use crate::core::duplicate::{DepletionPolicy, DuplicateGroup};
use serde::Serialize;
use std::collections::BTreeSet;

#[derive(Debug, Clone, Copy, PartialEq, Eq, Serialize)]
pub enum DeletionMode {
    /// The earliest member of every group.
    FirstOfEachGroup,
    /// Every group member the user selected.
    Selected,
}

/// The exact set of assets a deletion will remove, computed from the current
/// groups before the store is touched.
#[derive(Debug, Clone, PartialEq, Eq, Serialize)]
pub struct DeletionPlan {
    pub mode: DeletionMode,
    pub targets: BTreeSet<String>,
}

impl DeletionPlan {
    pub fn first_of_each_group(groups: &[DuplicateGroup]) -> Self {
        let targets = groups
            .iter()
            .filter_map(|group| group.first())
            .map(|photo| photo.id.clone())
            .collect();

        Self {
            mode: DeletionMode::FirstOfEachGroup,
            targets,
        }
    }

    /// Members of any group whose id is selected. Selected ids that belong to
    /// no group are ignored.
    pub fn from_selection(groups: &[DuplicateGroup], selected: &BTreeSet<String>) -> Self {
        let targets = groups
            .iter()
            .flat_map(|group| group.photos.iter())
            .filter(|photo| selected.contains(&photo.id))
            .map(|photo| photo.id.clone())
            .collect();

        Self {
            mode: DeletionMode::Selected,
            targets,
        }
    }

    pub fn is_empty(&self) -> bool {
        self.targets.is_empty()
    }

    pub fn len(&self) -> usize {
        self.targets.len()
    }

    /// Remove the planned members from `groups` and prune what `policy` deems
    /// depleted. Call only after the store confirmed the deletion.
    pub fn apply(&self, groups: &mut Vec<DuplicateGroup>, policy: DepletionPolicy) -> usize {
        let removed = groups
            .iter_mut()
            .map(|group| group.remove_photos(&self.targets))
            .sum();
        policy.prune(groups);
        removed
    }
}

#[cfg(test)]
mod tests {
    use super::*;
    use crate::core::image::{Asset, Photo};
    use image::DynamicImage;

    fn group(name: &str, ids: &[&str]) -> DuplicateGroup {
        let photos = ids
            .iter()
            .map(|id| Photo::new(&Asset::new(*id, None, 10), DynamicImage::new_rgb8(1, 1)))
            .collect();
        DuplicateGroup::new(name.to_string(), photos)
    }

    fn ids(values: &[&str]) -> BTreeSet<String> {
        values.iter().map(|v| v.to_string()).collect()
    }

    #[test]
    fn test_first_of_each_group_targets_earliest() {
        let groups = vec![group("g1", &["a", "b", "c"]), group("g2", &["d", "e"])];
        let plan = DeletionPlan::first_of_each_group(&groups);
        assert_eq!(plan.mode, DeletionMode::FirstOfEachGroup);
        assert_eq!(plan.targets, ids(&["a", "d"]));
    }

    #[test]
    fn test_first_of_each_group_until_exhausted() {
        let mut groups = vec![group("g1", &["a", "b", "c"]), group("g2", &["d", "e"])];

        let mut rounds = 0;
        while !groups.is_empty() {
            let plan = DeletionPlan::first_of_each_group(&groups);
            plan.apply(&mut groups, DepletionPolicy::Empty);
            assert!(groups.iter().all(|g| g.photo_count() >= 1));
            rounds += 1;
        }
        assert_eq!(rounds, 3);
    }

    #[test]
    fn test_below_pair_policy_drops_singletons() {
        let mut groups = vec![group("g1", &["a", "b", "c"]), group("g2", &["d", "e"])];
        let removed = DeletionPlan::first_of_each_group(&groups)
            .apply(&mut groups, DepletionPolicy::BelowPair);

        assert_eq!(removed, 2);
        assert_eq!(groups.len(), 1);
        assert_eq!(groups[0].ids().collect::<Vec<_>>(), vec!["b", "c"]);
    }

    #[test]
    fn test_selection_is_intersected_with_groups() {
        let mut groups = vec![group("g1", &["a", "b", "c"]), group("g2", &["d", "e"])];
        let plan = DeletionPlan::from_selection(&groups, &ids(&["b", "e", "stray"]));
        assert_eq!(plan.targets, ids(&["b", "e"]));

        let removed = plan.apply(&mut groups, DepletionPolicy::Empty);
        assert_eq!(removed, 2);
        assert_eq!(groups[0].ids().collect::<Vec<_>>(), vec!["a", "c"]);
        assert_eq!(groups[1].ids().collect::<Vec<_>>(), vec!["d"]);
    }

    #[test]
    fn test_selecting_whole_group_removes_it() {
        let mut groups = vec![group("g1", &["a", "b"]), group("g2", &["d", "e"])];
        DeletionPlan::from_selection(&groups, &ids(&["a", "b"]))
            .apply(&mut groups, DepletionPolicy::Empty);
        assert_eq!(groups.len(), 1);
        assert_eq!(groups[0].name, "g2");
    }

    #[test]
    fn test_empty_selection_plans_nothing() {
        let groups = vec![group("g1", &["a", "b"])];
        let plan = DeletionPlan::from_selection(&groups, &BTreeSet::new());
        assert!(plan.is_empty());
        assert_eq!(plan.len(), 0);
    }
}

● ● ● ● ● ● ●

[Exercise instructions] Your response should consist of the records, printed exactly.

[Exercise output]
use crate::core::duplicate::{DepletionPolicy, DuplicateGroup};
use serde::Serialize;
use std::collections::BTreeSet;

#[derive(Debug, Clone, Copy, PartialEq, Eq, Serialize)]
pub enum DeletionMode {
    /// The earliest member of every group.
    FirstOfEachGroup,
    /// Every group member the user selected.
    Selected,
}

/// The exact set of assets a deletion will remove, computed from the current
/// groups before the store is touched.
#[derive(Debug, Clone, PartialEq, Eq, Serialize)]
pub struct DeletionPlan {
    pub mode: DeletionMode,
    pub targets: BTreeSet<String>,
}

impl DeletionPlan {
    pub fn first_of_each_group(groups: &[DuplicateGroup]) -> Self {
        let targets = groups
            .iter()
            .filter_map(|group| group.first())
            .map(|photo| photo.id.clone())
            .collect();

        Self {
            mode: DeletionMode::FirstOfEachGroup,
            targets,
        }
    }

    /// Members of any group whose id is selected. Selected ids that belong to
    /// no group are ignored.
    pub fn from_selection(groups: &[DuplicateGroup], selected: &BTreeSet<String>) -> Self {
        let targets = groups
            .iter()
            .flat_map(|group| group.photos.iter())
            .filter(|photo| selected.contains(&photo.id))
            .map(|photo| photo.id.clone())
            .collect();

        Self {
            mode: DeletionMode::Selected,
            targets,
        }
    }

    pub fn is_empty(&self) -> bool {
        self.targets.is_empty()
    }

    pub fn len(&self) -> usize {
        self.targets.len()
    }

    /// Remove the planned members from `groups` and prune what `policy` deems
    /// depleted. Call only after the store confirmed the deletion.
    pub fn apply(&self, groups: &mut Vec<DuplicateGroup>, policy: DepletionPolicy) -> usize {
        let removed = groups
            .iter_mut()
            .map(|group| group.remove_photos(&self.targets))
            .sum();
        policy.prune(groups);
        removed
    }
}

#[cfg(test)]
mod tests {
    use super::*;
    use crate::core::image::{Asset, Photo};
    use image::DynamicImage;

    fn group(name: &str, ids: &[&str]) -> DuplicateGroup {
        let photos = ids
            .iter()
            .map(|id| Photo::new(&Asset::new(*id, None, 10), DynamicImage::new_rgb8(1, 1)))
            .collect();
        DuplicateGroup::new(name.to_string(), photos)
    }

    fn ids(values: &[&str]) -> BTreeSet<String> {
        values.iter().map(|v| v.to_string()).collect()
    }

    #[test]
    fn test_first_of_each_group_targets_earliest() {
        let groups = vec![group("g1", &["a", "b", "c"]), group("g2", &["d", "e"])];
        let plan = DeletionPlan::first_of_each_group(&groups);
        assert_eq!(plan.mode, DeletionMode::FirstOfEachGroup);
        assert_eq!(plan.targets, ids(&["a", "d"]));
    }

    #[test]
    fn test_first_of_each_group_until_exhausted() {
        let mut groups = vec![group("g1", &["a", "b", "c"]), group("g2", &["d", "e"])];

        let mut rounds = 0;
        while !groups.is_empty() {
            let plan = DeletionPlan::first_of_each_group(&groups);
            plan.apply(&mut groups, DepletionPolicy::Empty);
            assert!(groups.iter().all(|g| g.photo_count() >= 1));
            rounds += 1;
        }
        assert_eq!(rounds, 3);
    }

    #[test]
    fn test_below_pair_policy_drops_singletons() {
        let mut groups = vec![group("g1", &["a", "b", "c"]), group("g2", &["d", "e"])];
        let removed = DeletionPlan::first_of_each_group(&groups)
            .apply(&mut groups, DepletionPolicy::BelowPair);

        assert_eq!(removed, 2);
        assert_eq!(groups.len(), 1);
        assert_eq!(groups[0].ids().collect::<Vec<_>>(), vec!["b", "c"]);
    }

    #[test]
    fn test_selection_is_intersected_with_groups() {
        let mut groups = vec![group("g1", &["a", "b", "c"]), group("g2", &["d", "e"])];
        let plan = DeletionPlan::from_selection(&groups, &ids(&["b", "e", "stray"]));
        assert_eq!(plan.targets, ids(&["b", "e"]));

        let removed = plan.apply(&mut groups, DepletionPolicy::Empty);
        assert_eq!(removed, 2);
        assert_eq!(groups[0].ids().collect::<Vec<_>>(), vec!["a", "c"]);
        assert_eq!(groups[1].ids().collect::<Vec<_>>(), vec!["d"]);
    }

    #[test]
    fn test_selecting_whole_group_removes_it() {
        let mut groups = vec![group("g1", &["a", "b"]), group("g2", &["d", "e"])];
        DeletionPlan::from_selection(&groups, &ids(&["a", "b"]))
            .apply(&mut groups, DepletionPolicy::Empty);
        assert_eq!(groups.len(), 1);
        assert_eq!(groups[0].name, "g2");
    }

    #[test]
    fn test_empty_selection_plans_nothing() {
        let groups = vec![group("g1", &["a", "b"])];
        let plan = DeletionPlan::from_selection(&groups, &BTreeSet::new());
        assert!(plan.is_empty());
        assert_eq!(plan.len(), 0);
    }
}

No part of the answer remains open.